Wall Street slumped anew on Friday in the market's latest bout of dizzying trading, with tech stocks faring the worst. The S&P 500 fell 38 points, or 0.8%, to 4,538. That's after five straight days in which the benchmark index swerved by at least 1.2%, pounded by uncertainty about how badly the newest coronavirus variant will hit the economy and about when the Federal Reserve will halt its immense support for financial markets, per the AP. The Dow fell 59 points, or 0.1%, to 34,580; while the tech-dominated Nasdaq fell 295 points, or 1.9%, to 15,085. All three indexes were down for the week.
“We got some mixed messages" on the latest jobs report, "and that can make for some messy markets,” said Brian Jacobsen of Allspring Global Investments. The report showed employers added only 210,000 jobs last month. It was a disappointing result when economists were expecting much stronger hiring of 530,000, and it raised worries the economy may stagnate while inflation remains high. That's a worse-case scenario called “stagflation” by economists, and the omicron variant's arrival makes its likelihood more uncertain.

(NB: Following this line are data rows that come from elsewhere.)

use indicatif::{MultiProgress, ProgressBar, ProgressStyle};
use std::sync::Arc;
use std::time::Duration;

pub struct ProgressReporter {
    multi_progress: Arc<MultiProgress>,
    scan_spinner: Option<ProgressBar>,
    link_progress: Option<ProgressBar>,
    enabled: bool,
}

impl ProgressReporter {
    pub fn new(enabled: bool) -> Self {
        Self {
            multi_progress: Arc::new(MultiProgress::new()),
            scan_spinner: None,
            link_progress: None,
            enabled,
        }
    }

    pub fn is_enabled(&self) -> bool {
        self.enabled
    }

    pub fn start_scan(&mut self, root: &str) {
        if !self.enabled {
            return;
        }

        let pb = self.multi_progress.add(ProgressBar::new_spinner());
        pb.set_style(
            ProgressStyle::default_spinner()
                .template("{spinner:.green} {msg}")
                .unwrap_or_else(|_| ProgressStyle::default_spinner()),
        );
        pb.set_message(format!("Scanning {root}"));
        pb.enable_steady_tick(Duration::from_millis(120));
        self.scan_spinner = Some(pb);
    }

    pub fn finish_scan(&self, files: usize, links: usize) {
        if let Some(ref pb) = self.scan_spinner {
            pb.finish_with_message(format!("✓ Found {links} link(s) in {files} file(s)"));
        }
    }

    pub fn start_link_validation(&mut self, total_links: usize) {
        if !self.enabled {
            return;
        }

        let pb = self
            .multi_progress
            .add(ProgressBar::new(total_links as u64));
        pb.set_style(
            ProgressStyle::default_bar()
                .template("{spinner:.green} [{elapsed_precise}] [{bar:40.yellow/red}] {pos}/{len} links validated ({eta})")
                .unwrap_or_else(|_| ProgressStyle::default_bar())
                .progress_chars("#>-"),
        );
        pb.set_message("Validating links");
        pb.enable_steady_tick(Duration::from_millis(120));
        self.link_progress = Some(pb);
    }

    pub fn update_link_progress(&self, current: usize) {
        if let Some(ref pb) = self.link_progress {
            pb.set_position(current as u64);
        }
    }

    pub fn finish_link_validation(&self, issue_count: usize, total_count: usize) {
        if let Some(ref pb) = self.link_progress {
            let message = if issue_count == 0 {
                "✓ All links validated successfully".to_string()
            } else {
                format!("✓ Validation complete ({issue_count}/{total_count} with issues)")
            };
            pb.finish_with_message(message);
        }
    }

    pub fn finish_and_clear(&self) {
        if self.enabled {
            self.multi_progress.clear().unwrap_or(());
        }
    }

    pub fn log_warning(&self, message: &str) {
        if self.enabled {
            self.multi_progress
                .println(format!("⚠ {message}"))
                .unwrap_or(());
        }
    }
}

#[cfg(test)]
mod tests {
    use super::*;

    #[test]
    fn test_disabled_reporter_is_inert() {
        let mut reporter = ProgressReporter::new(false);
        reporter.start_scan("docs");
        reporter.finish_scan(1, 2);
        reporter.start_link_validation(10);
        reporter.update_link_progress(5);
        reporter.finish_link_validation(0, 10);
        reporter.log_warning("ignored");
        reporter.finish_and_clear();

        assert!(!reporter.is_enabled());
        assert!(reporter.link_progress.is_none());
        assert!(reporter.scan_spinner.is_none());
    }

    #[test]
    fn test_enabled_reporter_tracks_position() {
        let mut reporter = ProgressReporter::new(true);
        reporter.start_link_validation(10);
        reporter.update_link_progress(7);

        let position = reporter.link_progress.as_ref().map(|pb| pb.position());
        assert_eq!(position, Some(7));

        reporter.finish_link_validation(2, 10);
        reporter.finish_and_clear();
    }
}
//! Link validation logic
//!
//! This module dispatches each categorized link to the routine for its
//! category and caches every outcome for the rest of the run.

pub mod anchor;
pub mod external;
pub mod internal;
pub mod rate_limiter;
pub mod validator;

// Re-export commonly used items
pub use anchor::slugify;
pub use external::ExternalChecker;
pub use internal::resolve_target_path;
pub use rate_limiter::RateLimiter;
pub use validator::{ValidateLinks, Validator};

use crate::core::constants::defaults;

/// First characters of an error description, for result messages.
pub(crate) fn truncate_detail(detail: &str) -> String {
    detail.chars().take(defaults::MESSAGE_DETAIL_CHARS).collect()
}
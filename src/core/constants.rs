/// Application-wide constants to avoid magic values throughout the codebase.
///
/// This module centralizes all magic strings, numbers, and other literal values
/// used across the application, making them easier to maintain and modify.
/// Output format constants
pub mod output_formats {
    /// Text output format - colorful output grouped by file
    pub const TEXT: &str = "text";
    /// JSON output format - structured output for automation
    pub const JSON: &str = "json";
    /// Markdown output format - report suitable for committing or posting
    pub const MARKDOWN: &str = "markdown";
    /// Text on stdout plus JSON and markdown files next to the output base name
    pub const EVERY: &str = "all";

    /// Default output format
    pub const DEFAULT: &str = TEXT;

    /// All valid output formats
    pub const ALL: [&str; 4] = [TEXT, JSON, MARKDOWN, EVERY];
}

/// HTTP status code constants
pub mod http_status {
    /// HTTP 403 Forbidden - many hosts block automated probes
    pub const FORBIDDEN: u16 = 403;
    /// HTTP 405 Method Not Allowed - server rejects HEAD probes
    pub const METHOD_NOT_ALLOWED: u16 = 405;
    /// HTTP 429 Too Many Requests - server-side rate limiting
    pub const TOO_MANY_REQUESTS: u16 = 429;
}

/// Timeout and duration constants
pub mod timeouts {
    /// Default per-request timeout in seconds
    pub const DEFAULT_TIMEOUT_SECONDS: u64 = 10;
    /// Maximum reasonable timeout in seconds (24 hours)
    pub const MAX_TIMEOUT_SECONDS: u64 = 86400;
    /// Minimum spacing between requests to the same host in milliseconds
    pub const DEFAULT_RATE_LIMIT_MS: u64 = 500;
    /// Base unit of the exponential backoff in milliseconds (`base * 2^attempt`)
    pub const DEFAULT_BACKOFF_BASE_MS: u64 = 1000;
}

/// Default configuration values
pub mod defaults {
    /// Attempts per external link, including the first one
    pub const RETRY_ATTEMPTS: u8 = 3;
    /// Maximum accepted retry attempts
    pub const MAX_RETRY_ATTEMPTS: u8 = 20;
    /// Maximum redirects followed by the HTTP client
    pub const MAX_REDIRECTS: usize = 5;
    /// Base name of the report files written by the `all` format
    pub const REPORT_BASE_NAME: &str = "link_report";
    /// Maximum accepted concurrency
    pub const MAX_CONCURRENCY: usize = 1000;
    /// Number of candidate anchors listed in a broken-anchor message
    pub const ANCHOR_SUGGESTIONS: usize = 5;
    /// Error details are truncated to this many characters
    pub const MESSAGE_DETAIL_CHARS: usize = 50;
    /// Config file looked up in the current and parent directories
    pub const CONFIG_FILE_NAME: &str = ".doclinks.toml";
}

/// Scanned file extensions, grouped by document format
pub mod files {
    pub const MARKDOWN_EXTENSIONS: [&str; 2] = ["md", "markdown"];
    pub const NOTEBOOK_EXTENSIONS: [&str; 1] = ["ipynb"];
    pub const HTML_EXTENSIONS: [&str; 2] = ["html", "htm"];
    pub const LATEX_EXTENSIONS: [&str; 2] = ["tex", "latex"];

    /// Infrastructure directories never descended into
    pub const SKIPPED_DIRECTORIES: [&str; 6] =
        [".git", "__pycache__", "node_modules", ".venv", "venv", ".omc"];
}

/// Link classification patterns
pub mod patterns {
    /// Targets matching any of these (case-insensitive, anchored at the start)
    /// are never validated.
    pub const SKIP_SCHEMES: [&str; 6] = [
        r"^mailto:",
        r"^javascript:",
        r"^data:",
        r"^localhost",
        r"^127\.0\.0\.1",
        r"^file://",
    ];

    /// Markers of a template value that was never filled in (case-insensitive)
    pub const PLACEHOLDERS: [&str; 6] = [
        r"YOUR_USERNAME",
        r"yourusername",
        r"your-username",
        r"YOUR-USERNAME",
        r"\bTODO\b",
        r"^#$",
    ];

    /// Hosts serving hosted notebooks
    pub const COLAB_HOSTS: [&str; 2] = ["colab.research.google.com", "colab.google.com"];
}

/// Error message constants
pub mod error_messages {
    /// Fragments of transport errors that indicate a TLS failure
    pub const TLS_MARKERS: [&str; 4] = ["certificate", "tls", "ssl", "handshake"];
    /// Unknown error fallback
    pub const UNKNOWN_ERROR: &str = "Unknown error";
}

But other areas of the jobs report showed better strength. More people are coming back to the workforce, and the unemployment rate improved to 4.2% from 4.6%. Some investors said the jobs report could ultimately push the Fed to get more aggressive about raising short-term interest rates off their record low. Others, though, said they expected the mixed report to have no effect, and the wide differences in opinion helped lead to the day's sharp swings in the market.